Les industries du cinéma et du jeu vidéo entretiennent depuis de nombreuses années des relations privilégiées. Si au départ il était surtout question d'adapter les blockbusters de l'époque sur consoles, depuis le milieu des années 90 le jeu vidéo s'invite au cinéma, avec plus ou moins de réussite et la tendance ne fait que s'accentuer. Mais où est-ce que cela nous mène ?

L'industrie du cinéma et du jeu vidéo partagent un but commun : celui de vendre du divertissement à un public de plus en plus nombreux. En 1982, le marché mondial du jeu vidéo était estimé à 3 milliards de dollars, loin derrière le septième art. Aujourd'hui, la situation est inversée : en 2013 l'industrie vidéoludique a généré plus de 95 milliards de dollars, contre « seulement » 88,3 milliards pour le cinéma selon l'institut PwC.

Les relations entre les deux mondes ont également évolué avec leurs progressions respectives. Si dans les années 80 et 90 il était surtout question de voir des films adaptés sous la forme de jeux vidéo, la tendance s'est là encore inversée. L'industrie du cinéma s'intéresse aux grandes franchises du jeu vidéo afin de les amener dans les salles obscures, ou à la télévision comme avec GTA dont on vient d'apprendre qu'elle fait l'objet d'une adaptation par la BBC. Un changement qui s'est fait lentement et parfois dans la douleur avec, par exemple, l'exécrable Beetlejuice dont le Joueur du Grenier a abordé le cas par ici.

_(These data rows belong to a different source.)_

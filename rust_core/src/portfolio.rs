//! Portfolio valuation and simulated swaps.
//!
//! This module provides:
//! - Holdings valued at feed prices
//! - Risk level from the stablecoin share
//! - Local swap simulation (no order is sent anywhere)
//! - An in-memory swap history with status filters and CSV export

use crate::price_feed::{normalize_symbol, PriceFeed};
use chrono::{DateTime, SecondsFormat, Utc};
use serde::{Deserialize, Serialize};
use thiserror::Error;
use uuid::Uuid;

pub const STABLECOINS: [&str; 3] = ["USDC", "USDT", "DAI"];

/// Minimum simulated gas fee in USD
const MIN_GAS_FEE: f64 = 0.5;
/// Upper bound of the random gas fee draw in USD
const MAX_GAS_FEE_DRAW: f64 = 3.0;

#[derive(Debug, Clone, PartialEq, Serialize, Deserialize)]
pub struct Holding {
    pub symbol: String,
    pub balance: f64,
}

#[derive(Debug, Clone, Copy, PartialEq, Eq, Serialize, Deserialize)]
pub enum RiskLevel {
    Neutral,
    Low,
    Medium,
    High,
}

impl RiskLevel {
    pub fn label(&self) -> &'static str {
        match self {
            Self::Neutral => "neutral",
            Self::Low => "Low Risk",
            Self::Medium => "Medium Risk",
            Self::High => "High Risk",
        }
    }
}

#[derive(Debug, Clone, Copy, PartialEq, Eq, Serialize, Deserialize)]
#[serde(rename_all = "snake_case")]
pub enum TriggerType {
    Manual,
    AiSuggestion,
    Automation,
}

impl TriggerType {
    pub fn as_str(&self) -> &'static str {
        match self {
            Self::Manual => "manual",
            Self::AiSuggestion => "ai_suggestion",
            Self::Automation => "automation",
        }
    }

    pub fn label(&self) -> &'static str {
        match self {
            Self::Manual => "Manual",
            Self::AiSuggestion => "AI Suggested",
            Self::Automation => "Auto Rule",
        }
    }
}

#[derive(Debug, Clone, Copy, PartialEq, Eq, Serialize, Deserialize)]
#[serde(rename_all = "snake_case")]
pub enum SwapStatus {
    Pending,
    Completed,
    Failed,
}

impl SwapStatus {
    pub fn as_str(&self) -> &'static str {
        match self {
            Self::Pending => "pending",
            Self::Completed => "completed",
            Self::Failed => "failed",
        }
    }
}

/// Record of one simulated swap
#[derive(Debug, Clone, Serialize, Deserialize)]
pub struct SwapReceipt {
    pub id: Uuid,
    pub from_token: String,
    pub to_token: String,
    pub from_amount: f64,
    pub to_amount: f64,
    /// `to_amount / from_amount`
    pub swap_rate: f64,
    /// USD
    pub gas_fee: f64,
    pub trigger_type: TriggerType,
    pub reasoning: String,
    pub status: SwapStatus,
    /// Performance since the swap, once known
    pub profit_loss_percentage: Option<f64>,
    pub created_at: DateTime<Utc>,
}

#[derive(Error, Debug, PartialEq)]
pub enum SwapError {
    #[error("percent must be in (0, 100], got {0}")]
    InvalidPercent(f64),

    #[error("no holding of {0}")]
    NoHolding(String),

    #[error("cannot swap {0} into itself")]
    SameToken(String),
}

const CSV_HEADER: [&str; 10] = [
    "Date",
    "From Token",
    "From Amount",
    "To Token",
    "To Amount",
    "Rate",
    "Gas Fee",
    "Status",
    "Trigger",
    "AI Reasoning",
];

fn csv_cell(value: &str) -> String {
    format!("\"{}\"", value.replace('"', "\"\""))
}

/// Swap receipts in the order they were recorded. Not persisted.
#[derive(Debug, Clone, Default, Serialize, Deserialize)]
pub struct SwapHistory {
    records: Vec<SwapReceipt>,
}

impl SwapHistory {
    pub fn new() -> Self {
        Self::default()
    }

    pub fn record(&mut self, receipt: SwapReceipt) {
        self.records.push(receipt);
    }

    pub fn len(&self) -> usize {
        self.records.len()
    }

    pub fn is_empty(&self) -> bool {
        self.records.is_empty()
    }

    pub fn get(&self, id: Uuid) -> Option<&SwapReceipt> {
        self.records.iter().find(|r| r.id == id)
    }

    /// Receipts newest first, optionally only those with `status`.
    pub fn filter(&self, status: Option<SwapStatus>) -> Vec<&SwapReceipt> {
        let mut records: Vec<&SwapReceipt> = self
            .records
            .iter()
            .filter(|r| status.map_or(true, |s| r.status == s))
            .collect();
        records.sort_by(|a, b| b.created_at.cmp(&a.created_at));
        records
    }

    /// Settle a pending swap. Returns false for unknown ids.
    pub fn set_status(&mut self, id: Uuid, status: SwapStatus) -> bool {
        match self.records.iter_mut().find(|r| r.id == id) {
            Some(record) => {
                record.status = status;
                true
            }
            None => false,
        }
    }

    pub fn set_profit_loss(&mut self, id: Uuid, percentage: f64) -> bool {
        match self.records.iter_mut().find(|r| r.id == id) {
            Some(record) => {
                record.profit_loss_percentage = Some(percentage);
                true
            }
            None => false,
        }
    }

    /// Swaps not started by the user directly.
    pub fn automated_count(&self) -> usize {
        self.records
            .iter()
            .filter(|r| r.trigger_type != TriggerType::Manual)
            .count()
    }

    /// Sum of profit/loss percentages over completed swaps that have one.
    pub fn total_profit_loss(&self) -> f64 {
        self.records
            .iter()
            .filter(|r| r.status == SwapStatus::Completed)
            .filter_map(|r| r.profit_loss_percentage)
            .sum()
    }

    /// Export receipts matching `status`, newest first. Every cell is
    /// quoted; `None` when nothing matches.
    pub fn to_csv(&self, status: Option<SwapStatus>) -> Option<String> {
        let records = self.filter(status);
        if records.is_empty() {
            return None;
        }

        let mut lines = vec![CSV_HEADER
            .iter()
            .map(|h| csv_cell(h))
            .collect::<Vec<_>>()
            .join(",")];

        for r in records {
            let cells = [
                r.created_at.to_rfc3339_opts(SecondsFormat::Millis, true),
                r.from_token.clone(),
                r.from_amount.to_string(),
                r.to_token.clone(),
                r.to_amount.to_string(),
                r.swap_rate.to_string(),
                r.gas_fee.to_string(),
                r.status.as_str().to_string(),
                r.trigger_type.as_str().to_string(),
                r.reasoning.replace('\n', " "),
            ];
            lines.push(
                cells
                    .iter()
                    .map(|c| csv_cell(c))
                    .collect::<Vec<_>>()
                    .join(","),
            );
        }

        Some(lines.join("\n"))
    }
}

#[derive(Debug, Clone, Default, Serialize, Deserialize)]
pub struct Portfolio {
    holdings: Vec<Holding>,
    history: SwapHistory,
}

impl Portfolio {
    pub fn new() -> Self {
        Self::default()
    }

    /// Set the balance for a symbol, adding the holding if needed.
    pub fn set_balance(&mut self, symbol: &str, balance: f64) {
        let symbol = normalize_symbol(symbol);
        match self.holdings.iter_mut().find(|h| h.symbol == symbol) {
            Some(holding) => holding.balance = balance,
            None => self.holdings.push(Holding { symbol, balance }),
        }
    }

    pub fn balance(&self, symbol: &str) -> Option<f64> {
        let symbol = normalize_symbol(symbol);
        self.holdings
            .iter()
            .find(|h| h.symbol == symbol)
            .map(|h| h.balance)
    }

    pub fn holdings(&self) -> &[Holding] {
        &self.holdings
    }

    pub fn is_empty(&self) -> bool {
        self.holdings.is_empty()
    }

    /// Every swap simulated on this portfolio.
    pub fn history(&self) -> &SwapHistory {
        &self.history
    }

    pub fn history_mut(&mut self) -> &mut SwapHistory {
        &mut self.history
    }

    /// USD value of one holding; unpriced symbols count as zero.
    pub fn value_of(&self, holding: &Holding, feed: &PriceFeed) -> f64 {
        let price = feed.get_price(&holding.symbol).map(|p| p.price).unwrap_or(0.0);
        holding.balance * price
    }

    pub fn total_value(&self, feed: &PriceFeed) -> f64 {
        self.holdings.iter().map(|h| self.value_of(h, feed)).sum()
    }

    /// Low above 70% stablecoins by value, Medium above 40%, else High.
    pub fn risk_level(&self, feed: &PriceFeed) -> RiskLevel {
        if self.holdings.is_empty() {
            return RiskLevel::Neutral;
        }

        let total = self.total_value(feed);
        if total <= 0.0 {
            return RiskLevel::High;
        }

        let stable: f64 = self
            .holdings
            .iter()
            .filter(|h| STABLECOINS.contains(&h.symbol.as_str()))
            .map(|h| self.value_of(h, feed))
            .sum();
        let stable_pct = stable / total * 100.0;

        if stable_pct > 70.0 {
            RiskLevel::Low
        } else if stable_pct > 40.0 {
            RiskLevel::Medium
        } else {
            RiskLevel::High
        }
    }

    /// Swap `percent` of the `from` balance into `to` at feed prices, with
    /// a random gas fee. The receipt is appended to the history.
    pub fn simulate_swap(
        &mut self,
        from: &str,
        to: &str,
        percent: f64,
        trigger: TriggerType,
        feed: &PriceFeed,
    ) -> Result<SwapReceipt, SwapError> {
        let gas_fee = MIN_GAS_FEE.max(rand::random::<f64>() * MAX_GAS_FEE_DRAW);
        self.simulate_swap_with_fee(from, to, percent, trigger, feed, gas_fee)
    }

    /// Deterministic core of `simulate_swap`.
    ///
    /// An unpriced `from` token is worth zero; an unpriced `to` token is
    /// taken at 1 USD. Rejected swaps are not recorded.
    pub fn simulate_swap_with_fee(
        &mut self,
        from: &str,
        to: &str,
        percent: f64,
        trigger: TriggerType,
        feed: &PriceFeed,
        gas_fee: f64,
    ) -> Result<SwapReceipt, SwapError> {
        let from = normalize_symbol(from);
        let to = normalize_symbol(to);

        if !(percent > 0.0 && percent <= 100.0) {
            return Err(SwapError::InvalidPercent(percent));
        }
        if from == to {
            return Err(SwapError::SameToken(from));
        }
        let balance = self
            .balance(&from)
            .ok_or_else(|| SwapError::NoHolding(from.clone()))?;

        let from_price = feed.get_price(&from).map(|p| p.price).unwrap_or(0.0);
        let to_price = feed
            .get_price(&to)
            .map(|p| p.price)
            .filter(|p| *p > 0.0)
            .unwrap_or(1.0);

        let from_amount = balance * percent / 100.0;
        let usd_value = from_amount * from_price;
        let to_amount = usd_value / to_price;
        let swap_rate = if from_amount > 0.0 {
            to_amount / from_amount
        } else {
            0.0
        };

        self.set_balance(&from, balance - from_amount);
        let to_balance = self.balance(&to).unwrap_or(0.0);
        self.set_balance(&to, to_balance + to_amount);

        let reasoning = match trigger {
            TriggerType::Manual => format!("Swapped {}% of {} based on user action", percent, from),
            TriggerType::AiSuggestion => {
                format!("Swapped {}% of {} on assistant suggestion", percent, from)
            }
            TriggerType::Automation => {
                format!("Swapped {}% of {} by automation rule", percent, from)
            }
        };

        let receipt = SwapReceipt {
            id: Uuid::new_v4(),
            reasoning,
            from_token: from,
            to_token: to,
            from_amount,
            to_amount,
            swap_rate,
            gas_fee,
            trigger_type: trigger,
            status: SwapStatus::Completed,
            profit_loss_percentage: None,
            created_at: Utc::now(),
        };
        self.history.record(receipt.clone());

        Ok(receipt)
    }
}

L'adaptation de jeux au cinéma n'est pas un phénomène nouveau

Malheureusement, l'expérience n'a globalement pas été très reluisante et a donné naissance à des films qui sont, dans le meilleur des cas, rapidement tombés dans les oubliettes. L'exemple le plus criant reste certainement celui de Super Mario Bros qui, malgré son budget de 48 millions de dollars, a reçu un accueil critique digne des plus grands nanars. L'année suivante, Street Fighter n'a pas non plus reçu un accueil très favorable du public, malgré la présence de Jean-Claude Van Damme et de Kylie Minogue au casting.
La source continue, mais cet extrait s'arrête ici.